# [The problem]
Repeat exactly, and only, the lines of the entries below from the one with "fn comment(input: &str)" through the one with "end of line", both ends included.

# [Information shown]
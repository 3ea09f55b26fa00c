//! Error types for the schema host layer
//!
//! The front end itself never fails: parse and check problems are
//! `Diagnostic`s. These errors cover the edges where the host touches the
//! outside world (reading files, loading configuration).

use std::path::PathBuf;

use schema_core::FsError;
use thiserror::Error;

/// Main error type for the host layer
#[derive(Error, Debug)]
pub enum SchemaError {
    #[error("Failed to read '{}': {source}", .path.display())]
    Io {
        path: PathBuf,
        #[source]
        source: std::io::Error,
    },

    #[error("Configuration error: {0}")]
    Config(#[from] ConfigError),

    #[error(transparent)]
    Fs(#[from] FsError),

    #[error("Serialization error: {0}")]
    Serialization(#[from] serde_json::Error),
}

/// Search-root configuration errors
#[derive(Error, Debug)]
pub enum ConfigError {
    #[error("Invalid project file '{}': {message}", .path.display())]
    InvalidProjectFile { path: PathBuf, message: String },

    #[error("Search root '{}' is not a directory", .0.display())]
    NotADirectory(PathBuf),
}

impl SchemaError {
    pub fn io(path: impl Into<PathBuf>, source: std::io::Error) -> Self {
        SchemaError::Io {
            path: path.into(),
            source,
        }
    }
}

pub type SchemaResult<T> = Result<T, SchemaError>;
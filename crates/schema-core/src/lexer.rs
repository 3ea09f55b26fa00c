//! Schema tokenizer
//!
//! Turns source text into a flat stream of tokens that tile the input
//! exactly: consecutive tokens share boundaries, nothing is skipped and
//! nothing overlaps. Lexing never fails. Input that matches no rule becomes
//! a one-character `BadChar` token and the lexer moves on.
//!
//! ## Rule priority
//!
//! ```text
//! whitespace → comment → boolean → identifier → integer → string → punctuation
//! ```
//!
//! Identifiers include dotted qualified names (`a.b.c`) and a lone leading
//! or trailing `.` so that a half-typed `Color.` still lexes as one token.

use std::iter::FusedIterator;

use nom::{
    branch::alt,
    bytes::complete::{tag, tag_no_case, take_until, take_while, take_while1},
    character::complete::{anychar, char, digit1, satisfy},
    combinator::{map_opt, not, opt, recognize, rest, value},
    multi::many0,
    sequence::{pair, preceded, terminated, tuple},
    IResult,
};
use serde::{Deserialize, Serialize};

use crate::syntax::Span;

// ============================================================================
// Token types
// ============================================================================

/// Lexical category of a token
#[derive(Clone, Copy, Debug, PartialEq, Eq, Hash, Serialize, Deserialize)]
pub enum TokenKind {
    Whitespace,
    Comment,
    Identifier,
    Integer,
    Boolean,
    String,
    LBrace,
    RBrace,
    LParen,
    RParen,
    LBracket,
    RBracket,
    LAngle,
    RAngle,
    Equals,
    Comma,
    Colon,
    Semicolon,
    BadChar,
}

impl TokenKind {
    /// Human-readable name used in tree dumps and diagnostics
    pub fn debug_name(self) -> &'static str {
        match self {
            TokenKind::Whitespace => "WHITESPACE",
            TokenKind::Comment => "COMMENT",
            TokenKind::Identifier => "IDENTIFIER",
            TokenKind::Integer => "INTEGER",
            TokenKind::Boolean => "BOOLEAN",
            TokenKind::String => "STRING",
            TokenKind::LBrace => "LBRACE",
            TokenKind::RBrace => "RBRACE",
            TokenKind::LParen => "LPARENTHESES",
            TokenKind::RParen => "RPARENTHESES",
            TokenKind::LBracket => "LBRACKET",
            TokenKind::RBracket => "RBRACKET",
            TokenKind::LAngle => "LANGLE",
            TokenKind::RAngle => "RANGLE",
            TokenKind::Equals => "EQUALS",
            TokenKind::Comma => "COMMA",
            TokenKind::Colon => "COLON",
            TokenKind::Semicolon => "SEMICOLON",
            TokenKind::BadChar => "BAD_CHARACTER",
        }
    }

    /// Whitespace and comments are skipped by the parser
    pub fn is_trivia(self) -> bool {
        matches!(self, TokenKind::Whitespace | TokenKind::Comment)
    }
}

/// A lexeme: kind plus byte range over the source buffer
#[derive(Clone, Copy, Debug, PartialEq, Eq, Serialize, Deserialize)]
pub struct Token {
    pub kind: TokenKind,
    pub start: usize,
    pub end: usize,
}

impl Token {
    pub fn span(&self) -> Span {
        Span::new(self.start, self.end)
    }

    pub fn len(&self) -> usize {
        self.end - self.start
    }

    pub fn is_empty(&self) -> bool {
        self.start == self.end
    }

    /// Slice this token's text out of the buffer it was lexed from
    pub fn text<'a>(&self, source: &'a str) -> &'a str {
        &source[self.start..self.end]
    }
}

// ============================================================================
// Public API
// ============================================================================

/// Tokenize a whole buffer
pub fn tokenize(source: &str) -> Vec<Token> {
    Lexer::new(source, 0, source.len()).collect()
}

/// Streaming tokenizer over `source[start..end]`
///
/// Offsets in the produced tokens are absolute positions in `source`.
/// Bounds that fall inside a multi-byte character are moved back to the
/// previous character boundary.
pub struct Lexer<'a> {
    source: &'a str,
    pos: usize,
    end: usize,
}

impl<'a> Lexer<'a> {
    pub fn new(source: &'a str, start: usize, end: usize) -> Self {
        let end = floor_char_boundary(source, end.min(source.len()));
        let start = floor_char_boundary(source, start.min(end));
        Self {
            source,
            pos: start,
            end,
        }
    }
}

impl Iterator for Lexer<'_> {
    type Item = Token;

    fn next(&mut self) -> Option<Token> {
        if self.pos >= self.end {
            return None;
        }

        let input = &self.source[self.pos..self.end];
        let (kind, len) = match token(input) {
            Ok((remaining, kind)) if remaining.len() < input.len() => {
                (kind, input.len() - remaining.len())
            }
            _ => (
                TokenKind::BadChar,
                input.chars().next().map_or(1, char::len_utf8),
            ),
        };

        let token = Token {
            kind,
            start: self.pos,
            end: self.pos + len,
        };
        self.pos = token.end;
        Some(token)
    }
}

impl FusedIterator for Lexer<'_> {}

fn floor_char_boundary(source: &str, mut index: usize) -> usize {
    while index > 0 && !source.is_char_boundary(index) {
        index -= 1;
    }
    index
}

// ============================================================================
// Internal Lexers
// ============================================================================

fn token(input: &str) -> IResult<&str, TokenKind> {
    alt((
        whitespace,
        comment,
        boolean,
        identifier,
        integer,
        string,
        punctuation,
    ))(input)
}

fn whitespace(input: &str) -> IResult<&str, TokenKind> {
    value(TokenKind::Whitespace, take_while1(char::is_whitespace))(input)
}

fn comment(input: &str) -> IResult<&str, TokenKind> {
    value(TokenKind::Comment, alt((line_comment, block_comment)))(input)
}

fn line_comment(input: &str) -> IResult<&str, &str> {
    recognize(pair(tag("//"), take_while(|c| c != '\n')))(input)
}

/// Block comments close themselves at end of input
fn block_comment(input: &str) -> IResult<&str, &str> {
    recognize(pair(
        tag("/*"),
        alt((recognize(pair(take_until("*/"), tag("*/"))), rest)),
    ))(input)
}

fn boolean(input: &str) -> IResult<&str, TokenKind> {
    value(
        TokenKind::Boolean,
        terminated(
            alt((tag_no_case("true"), tag_no_case("false"))),
            not(satisfy(|c| is_ident_continue(c) || c == '.')),
        ),
    )(input)
}

fn identifier(input: &str) -> IResult<&str, TokenKind> {
    value(
        TokenKind::Identifier,
        alt((
            recognize(tuple((opt(char('.')), qualified_name, opt(char('.'))))),
            recognize(char('.')),
        )),
    )(input)
}

fn qualified_name(input: &str) -> IResult<&str, &str> {
    recognize(pair(
        ident_segment,
        many0(preceded(char('.'), ident_segment)),
    ))(input)
}

fn ident_segment(input: &str) -> IResult<&str, &str> {
    recognize(pair(
        satisfy(|c| c.is_ascii_alphabetic() || c == '_'),
        take_while(is_ident_continue),
    ))(input)
}

fn is_ident_continue(c: char) -> bool {
    c.is_ascii_alphanumeric() || c == '_'
}

fn integer(input: &str) -> IResult<&str, TokenKind> {
    value(TokenKind::Integer, digit1)(input)
}

/// Strings may not span lines; an unterminated one runs to end of line
fn string(input: &str) -> IResult<&str, TokenKind> {
    value(
        TokenKind::String,
        recognize(tuple((
            char('"'),
            take_while(|c| c != '"' && c != '\n'),
            opt(char('"')),
        ))),
    )(input)
}

fn punctuation(input: &str) -> IResult<&str, TokenKind> {
    map_opt(anychar, punctuation_kind)(input)
}

fn punctuation_kind(c: char) -> Option<TokenKind> {
    let kind = match c {
        '{' => TokenKind::LBrace,
        '}' => TokenKind::RBrace,
        '(' => TokenKind::LParen,
        ')' => TokenKind::RParen,
        '[' => TokenKind::LBracket,
        ']' => TokenKind::RBracket,
        '<' => TokenKind::LAngle,
        '>' => TokenKind::RAngle,
        '=' => TokenKind::Equals,
        ',' => TokenKind::Comma,
        ':' => TokenKind::Colon,
        ';' => TokenKind::Semicolon,
        _ => return None,
    };
    Some(kind)
}

// ============================================================================
// Tests
// ============================================================================

#[cfg(test)]
mod tests {
    use super::*;

    fn kinds(source: &str) -> Vec<TokenKind> {
        tokenize(source)
            .into_iter()
            .filter(|t| !t.kind.is_trivia())
            .map(|t| t.kind)
            .collect()
    }

    fn texts(source: &str) -> Vec<&str> {
        tokenize(source)
            .into_iter()
            .filter(|t| !t.kind.is_trivia())
            .map(|t| t.text(source))
            .collect()
    }

    fn assert_tiles(source: &str) {
        let tokens = tokenize(source);
        let mut pos = 0;
        for t in &tokens {
            assert_eq!(t.start, pos, "gap or overlap before {:?}", t);
            assert!(t.end > t.start, "empty token {:?}", t);
            pos = t.end;
        }
        assert_eq!(pos, source.len());
    }

    #[test]
    fn test_field_definition() {
        use TokenKind::*;
        assert_eq!(
            kinds("int32 x = 1;"),
            vec![Identifier, Identifier, Equals, Integer, Semicolon]
        );
    }

    #[test]
    fn test_qualified_names_are_single_tokens() {
        assert_eq!(texts("improbable.Position p"), vec!["improbable.Position", "p"]);
        assert_eq!(texts("a.b.c;"), vec!["a.b.c", ";"]);
    }

    #[test]
    fn test_in_progress_qualification() {
        assert_eq!(texts("Color."), vec!["Color."]);
        assert_eq!(texts(".Color"), vec![".Color"]);
        assert_eq!(kinds("."), vec![TokenKind::Identifier]);
    }

    #[test]
    fn test_decimal_lexes_as_integer_dot_integer() {
        assert_eq!(texts("1.5"), vec!["1", ".", "5"]);
        assert_eq!(
            kinds("1.5"),
            vec![TokenKind::Integer, TokenKind::Identifier, TokenKind::Integer]
        );
    }

    #[test]
    fn test_booleans_case_insensitive() {
        assert_eq!(kinds("true"), vec![TokenKind::Boolean]);
        assert_eq!(kinds("FALSE"), vec![TokenKind::Boolean]);
        assert_eq!(kinds("True,"), vec![TokenKind::Boolean, TokenKind::Comma]);
    }

    #[test]
    fn test_boolean_prefix_is_identifier() {
        assert_eq!(kinds("trueish"), vec![TokenKind::Identifier]);
        assert_eq!(kinds("false_alarm"), vec![TokenKind::Identifier]);
    }

    #[test]
    fn test_comments() {
        let source = "// line\n/* block */ type";
        let tokens = tokenize(source);
        assert_eq!(tokens[0].kind, TokenKind::Comment);
        assert_eq!(tokens[0].text(source), "// line");
        assert_eq!(tokens[2].kind, TokenKind::Comment);
        assert_eq!(tokens[2].text(source), "/* block */");
        assert_tiles(source);
    }

    #[test]
    fn test_unterminated_block_comment_runs_to_eof() {
        let source = "type T /* never closed\n more";
        let tokens = tokenize(source);
        let last = tokens.last().unwrap();
        assert_eq!(last.kind, TokenKind::Comment);
        assert_eq!(last.end, source.len());
    }

    #[test]
    fn test_unterminated_string_stops_at_newline() {
        let source = "import \"a/b.schema\nfoo";
        let tokens: Vec<_> = tokenize(source)
            .into_iter()
            .filter(|t| !t.kind.is_trivia())
            .collect();
        assert_eq!(tokens[1].kind, TokenKind::String);
        assert_eq!(tokens[1].text(source), "\"a/b.schema");
        assert_eq!(tokens[2].text(source), "foo");
    }

    #[test]
    fn test_bad_characters_advance_one_char() {
        let source = "a ? é b";
        assert_tiles(source);
        let bad: Vec<_> = tokenize(source)
            .into_iter()
            .filter(|t| t.kind == TokenKind::BadChar)
            .map(|t| t.text(source).to_string())
            .collect();
        assert_eq!(bad, vec!["?", "é"]);
    }

    #[test]
    fn test_all_punctuation() {
        use TokenKind::*;
        assert_eq!(
            kinds("{}()[]<>=,:;"),
            vec![
                LBrace, RBrace, LParen, RParen, LBracket, RBracket, LAngle, RAngle, Equals,
                Comma, Colon, Semicolon
            ]
        );
    }

    #[test]
    fn test_sub_range_offsets_are_absolute() {
        let source = "package foo;";
        let tokens: Vec<_> = Lexer::new(source, 8, 11).collect();
        assert_eq!(tokens.len(), 1);
        assert_eq!(tokens[0].start, 8);
        assert_eq!(tokens[0].text(source), "foo");
    }

    #[test]
    fn test_range_inside_multibyte_char_is_clamped() {
        let source = "é";
        let tokens: Vec<_> = Lexer::new(source, 0, 1).collect();
        assert!(tokens.is_empty());
    }

    #[test]
    fn test_empty_input() {
        assert!(tokenize("").is_empty());
    }
}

# [Result below]
fn comment(input: &str) -> IResult<&str, TokenKind> {
    value(TokenKind::Comment, alt((line_comment, block_comment)))(input)
}

fn line_comment(input: &str) -> IResult<&str, &str> {
    recognize(pair(tag("//"), take_while(|c| c != '\n')))(input)
}

/// Block comments close themselves at end of input
fn block_comment(input: &str) -> IResult<&str, &str> {
    recognize(pair(
        tag("/*"),
        alt((recognize(pair(take_until("*/"), tag("*/"))), rest)),
    ))(input)
}

fn boolean(input: &str) -> IResult<&str, TokenKind> {
    value(
        TokenKind::Boolean,
        terminated(
            alt((tag_no_case("true"), tag_no_case("false"))),
            not(satisfy(|c| is_ident_continue(c) || c == '.')),
        ),
    )(input)
}

fn identifier(input: &str) -> IResult<&str, TokenKind> {
    value(
        TokenKind::Identifier,
        alt((
            recognize(tuple((opt(char('.')), qualified_name, opt(char('.'))))),
            recognize(char('.')),
        )),
    )(input)
}

fn qualified_name(input: &str) -> IResult<&str, &str> {
    recognize(pair(
        ident_segment,
        many0(preceded(char('.'), ident_segment)),
    ))(input)
}

fn ident_segment(input: &str) -> IResult<&str, &str> {
    recognize(pair(
        satisfy(|c| c.is_ascii_alphabetic() || c == '_'),
        take_while(is_ident_continue),
    ))(input)
}

fn is_ident_continue(c: char) -> bool {
    c.is_ascii_alphanumeric() || c == '_'
}

fn integer(input: &str) -> IResult<&str, TokenKind> {
    value(TokenKind::Integer, digit1)(input)
}

/// Strings may not span lines; an unterminated one runs to end of line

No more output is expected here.